# College Dilemma



## HighMFer (Aug 17, 2016)

IDK...maybe if u you use 4 of these?

http://solutions.3mcanada.ca/wps/po...k-17004C?N=5924736+3293799054+3294529206&rt=d


----------



## dfitz364 (Jan 10, 2014)

Those will fall, guaranteed. If you can't drill and put a hole in the wall, you can't put them on the wall. Or at least I wouldn't. Those only hold something like 7.5lbs. If you can't hang them with a hook and nail, just stuff them somewhere like under the bed, or behind clothes in the closet. I had my snowboards through all 4 years of college and through every dorm room. There is always room somewhere..


----------



## Hades (Aug 25, 2016)

Haha, I figured as much. Was worth a shot though 

Thanks


----------



## linvillegorge (Jul 6, 2009)

dfitz364 said:


> Those will fall, guaranteed. If you can't drill and put a hole in the wall, you can't put them on the wall. Or at least I wouldn't. Those only hold something like 7.5lbs. If you can't hang them with a hook and nail, just stuff them somewhere like under the bed, or behind clothes in the closet. I had my snowboards through all 4 years of college and through every dorm room. There is always room somewhere..

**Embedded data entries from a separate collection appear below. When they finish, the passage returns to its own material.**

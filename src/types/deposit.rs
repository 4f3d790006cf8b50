//! Deposit-related types for the term deposit calculator
//!
//! This module defines the request handed to the balance calculator, the
//! interest payment frequency, and the term representation used by the
//! interactive collector.

use super::error::DepositError;
use std::fmt;
use std::str::FromStr;

/// Deposit identifier used by batch input and output
pub type DepositId = u32;

/// How often interest is paid into the deposit
///
/// Every variant except `AtMaturity` compounds: interest is added to the
/// balance and earns interest itself for the rest of the term.
#[derive(Debug, Clone, Copy, PartialEq, Eq, Hash)]
pub enum InterestPaid {
    /// Compounded twelve times a year
    Monthly,

    /// Compounded four times a year
    Quarterly,

    /// Compounded once a year
    Annually,

    /// Simple interest, paid once with the principal at the end of the term
    AtMaturity,
}

impl InterestPaid {
    /// All frequencies in menu order
    pub const ALL: [InterestPaid; 4] = [
        InterestPaid::Monthly,
        InterestPaid::Quarterly,
        InterestPaid::Annually,
        InterestPaid::AtMaturity,
    ];

    /// Label shown in the interactive menu
    pub fn label(self) -> &'static str {
        match self {
            InterestPaid::Monthly => "Monthly",
            InterestPaid::Quarterly => "Quarterly",
            InterestPaid::Annually => "Annually",
            InterestPaid::AtMaturity => "At Maturity",
        }
    }

    /// Number of compounding periods per year, `None` for simple interest
    pub fn periods_per_year(self) -> Option<u32> {
        match self {
            InterestPaid::Monthly => Some(12),
            InterestPaid::Quarterly => Some(4),
            InterestPaid::Annually => Some(1),
            InterestPaid::AtMaturity => None,
        }
    }
}

impl fmt::Display for InterestPaid {
    fn fmt(&self, f: &mut fmt::Formatter<'_>) -> fmt::Result {
        let text = match self {
            InterestPaid::Monthly => "monthly",
            InterestPaid::Quarterly => "quarterly",
            InterestPaid::Annually => "annually",
            InterestPaid::AtMaturity => "at maturity",
        };
        f.write_str(text)
    }
}

impl FromStr for InterestPaid {
    type Err = DepositError;

    /// Parse a frequency, ignoring case and surrounding whitespace
    ///
    /// "at maturity" is also accepted with `_`, `-` or no separator.
    fn from_str(s: &str) -> Result<Self, Self::Err> {
        match s.trim().to_lowercase().as_str() {
            "monthly" => Ok(InterestPaid::Monthly),
            "quarterly" => Ok(InterestPaid::Quarterly),
            "annually" => Ok(InterestPaid::Annually),
            "at maturity" | "at_maturity" | "at-maturity" | "atmaturity" => {
                Ok(InterestPaid::AtMaturity)
            }
            _ => Err(DepositError::invalid_frequency(s)),
        }
    }
}

/// Input to the balance calculator
///
/// All three numbers must be strictly positive; the calculator rejects the
/// request otherwise.
#[derive(Debug, Clone, Copy, PartialEq)]
pub struct DepositRequest {
    /// Principal deposited at the start of the term
    pub start_amount: f64,

    /// Annual nominal rate as a percentage (1.1 means 1.1%)
    pub interest_rate: f64,

    /// Term length in years; fractional years are allowed
    pub investment_term: f64,

    /// Interest payment frequency
    pub interest_paid: InterestPaid,
}

/// Deposit request as received from a text boundary
///
/// The frequency is still a string here. It is only parsed once the numeric
/// fields have passed validation, see [`crate::core::calculate_raw`].
#[derive(Debug, Clone, PartialEq)]
pub struct RawDepositRequest {
    pub start_amount: f64,
    pub interest_rate: f64,
    pub investment_term: f64,
    pub interest_paid: String,
}

/// One deposit request read from a batch input file
#[derive(Debug, Clone, PartialEq)]
pub struct DepositRecord {
    /// Identifier copied through to the result row
    pub id: DepositId,
    pub request: RawDepositRequest,
}

/// Result of calculating a single batch record
#[derive(Debug, Clone, PartialEq)]
pub struct DepositOutcome {
    pub id: DepositId,
    /// Final balance, or the error that rejected the request
    pub result: Result<f64, DepositError>,
}

/// Investment term as collected from a person: whole years plus months
#[derive(Debug, Clone, Copy, PartialEq, Eq, Default)]
pub struct InvestmentTerm {
    pub years: u32,
    /// Remaining months, 0 to 11
    pub months: u32,
}

impl InvestmentTerm {
    pub fn new(years: u32, months: u32) -> Self {
        Self { years, months }
    }

    /// Total length in months; widened so any year count fits
    pub fn total_months(&self) -> u64 {
        u64::from(self.years) * 12 + u64::from(self.months)
    }

    /// Term expressed in (possibly fractional) years
    pub fn in_years(&self) -> f64 {
        f64::from(self.years) + f64::from(self.months) / 12.0
    }

    /// Frequencies a person may pick for this term
    ///
    /// Annual payment is only offered once the term covers a full year, and
    /// is listed last.
    pub fn offered_frequencies(&self) -> Vec<InterestPaid> {
        let mut choices = vec![
            InterestPaid::Monthly,
            InterestPaid::Quarterly,
            InterestPaid::AtMaturity,
        ];
        if self.total_months() >= 12 {
            choices.push(InterestPaid::Annually);
        }
        choices
    }
}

This. If you can't hang it permentanty then just don't bother. Stuff it in the closet, under the bed, or behind the door.


----------



## mojo maestro (Jan 6, 2009)

Apparently.............they'll let just about anybody into a college..........


----------



## Argo (Feb 25, 2010)

mojo maestro said:


> Apparently.............they'll let just about anybody into a college..........


He is probably an engineering major.


----------



## f00bar (Mar 6, 2014)

My daughter just stored hers under her bed. You don't say what the walls are. Command strips actually hold a heck of a lot of weight and one on either side like in the mid section should hold it, however if its an older painted concrete that is very porous your mileage may very.

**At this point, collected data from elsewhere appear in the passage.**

//! Processing strategy module for batch calculation
//!
//! This module defines the Strategy pattern for complete batch pipelines,
//! covering CSV parsing, balance calculation and result output. Different
//! implementations (synchronous, asynchronous batch) are selected at runtime.

use crate::cli::StrategyType;
use crate::types::{DepositError, DepositOutcome};
use std::io::Write;
use std::path::Path;

pub mod r#async;
pub mod sync;

pub use self::r#async::{AsyncProcessingStrategy, BatchConfig};
pub use sync::SyncProcessingStrategy;

/// Counts reported at the end of a batch run
#[derive(Debug, Clone, Copy, Default, PartialEq, Eq)]
pub struct BatchSummary {
    /// Records with a final balance
    pub calculated: usize,
    /// Records the calculator rejected (written with an error message)
    pub rejected: usize,
    /// Rows that could not be parsed and were left out of the output
    pub skipped: usize,
}

impl BatchSummary {
    /// Count a slice of outcomes
    pub fn record(&mut self, outcomes: &[DepositOutcome]) {
        for outcome in outcomes {
            match outcome.result {
                Ok(_) => self.calculated += 1,
                Err(_) => self.rejected += 1,
            }
        }
    }
}

/// Processing strategy trait for complete batch pipelines
///
/// Each strategy reads deposit records from a CSV file, calculates them, and
/// writes one result row per valid record to the output, in input order.
pub trait ProcessingStrategy: Send + Sync {
    /// Process deposits from input file and write results to output
    ///
    /// # Errors
    ///
    /// Returns an error if:
    /// - The input file cannot be opened (file not found, permission denied)
    /// - The output cannot be written
    ///
    /// Rows that fail to parse are logged and skipped; rejected requests are
    /// written as result rows. Neither stops processing.
    fn process(
        &self,
        input_path: &Path,
        output: &mut dyn Write,
    ) -> Result<BatchSummary, DepositError>;
}

/// Create a processing strategy based on the specified strategy type
///
/// `config` is only used by the async strategy; `None` means defaults.
pub fn create_strategy(
    strategy_type: StrategyType,
    config: Option<BatchConfig>,
) -> Box<dyn ProcessingStrategy> {
    match strategy_type {
        StrategyType::Sync => Box::new(SyncProcessingStrategy),
        StrategyType::Async => {
            let config = config.unwrap_or_default();
            Box::new(AsyncProcessingStrategy::new(config))
        }
    }
}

However, one thing to consider is that you may not want your board on display. I don't think you have any idea how many things walk in a dorm. Hidden away with a bike lock through the binding and bed frame would be the way I'd go in my opinion.


----------



## wrathfuldeity (Oct 5, 2007)

How bout using it as your desk or god forbid using it as a bookshelf...maybe a big screen flat panel would fit nicely on it or to display your milf bait.


----------



## killclimbz (Aug 10, 2007)

Time to take a basic problem solving skills class methinks...


----------



## f00bar (Mar 6, 2014)

killclimbz said:


> Time to take a basic problem solving skills class methinks...


Pretty sure nowadays that means posting your question to the internet


----------



## bksdds (Jul 2, 2015)

killclimbz said:


> Time to take a basic problem solving skills class methinks...

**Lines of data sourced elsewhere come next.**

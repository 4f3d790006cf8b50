//! Types module
//!
//! Contains core data structures used throughout the application.
//! This module organizes types into logical submodules:
//! - `deposit`: Deposit requests, payment frequency and term types
//! - `error`: Error types for the calculator

pub mod deposit;
pub mod error;

pub use deposit::{
    DepositId, DepositOutcome, DepositRecord, DepositRequest, InterestPaid, InvestmentTerm,
    RawDepositRequest,
};
pub use error::DepositError;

Like abducting the OP by tossing a black cloth bag of wonderment over his head then chucking him into a blacked out windowless van. Driving 8 hours north (forests are always north) then kicking him out once the vehicle has traveled deep enough into the forest. Then he'll be tossed another bag containing a knife, box of matches, a jug of water and yelled at to figure out as the vehicle speed away. This type of problem solving skill class?
:embarrased1:


----------



## F1EA (Oct 25, 2013)

bksdds said:


> Like abducting the OP by tossing a black cloth bag of wonderment over his head then chucking him into a blacked out windowless van. Driving 8 hours north (forests are always north) then kicking him out once the vehicle has traveled deep enough into the forest. Then he'll be tossed another bag containing a knife, box of matches, a jug of water and yelled at to figure out as the vehicle speed away. This type of problem solving skill class?
> :embarrased1:


Exactly. Normal day to day stuff.


----------



## Hades (Aug 25, 2016)

No need to be dicks.

Hate on me all you want, but I've never had to deal with hanging stuff up. I don't even have a rack for my board back home, it has a nice shelf in the garage. Knowing what's available is 80% of the problem, and if you can throw it to the internet for people who deal with similar issues... why not?

I do appreciate the solid advice though. Will probably move some boxes from under my bed, and get some type of chain and padlock to tie it to my bed. We do generally keep our dorm locked when we aren't around, so I haven't really had any problems with theft. But y'never know!

Would have been nice to just hang it up, but since the majority of YOUR problem solving skills are as insufficient as mine... I will have to go with f00bar's advice


----------



## XxGoGirlxX (Jan 15, 2016)

Hades said:


> No need to be dicks.


That's not being hated on my friend that's called its summer and we are snow addicts! They're just joshing ya, welcome to the forum :nerd: I myself come here to ask all kinds of "silly" questions all the time.


----------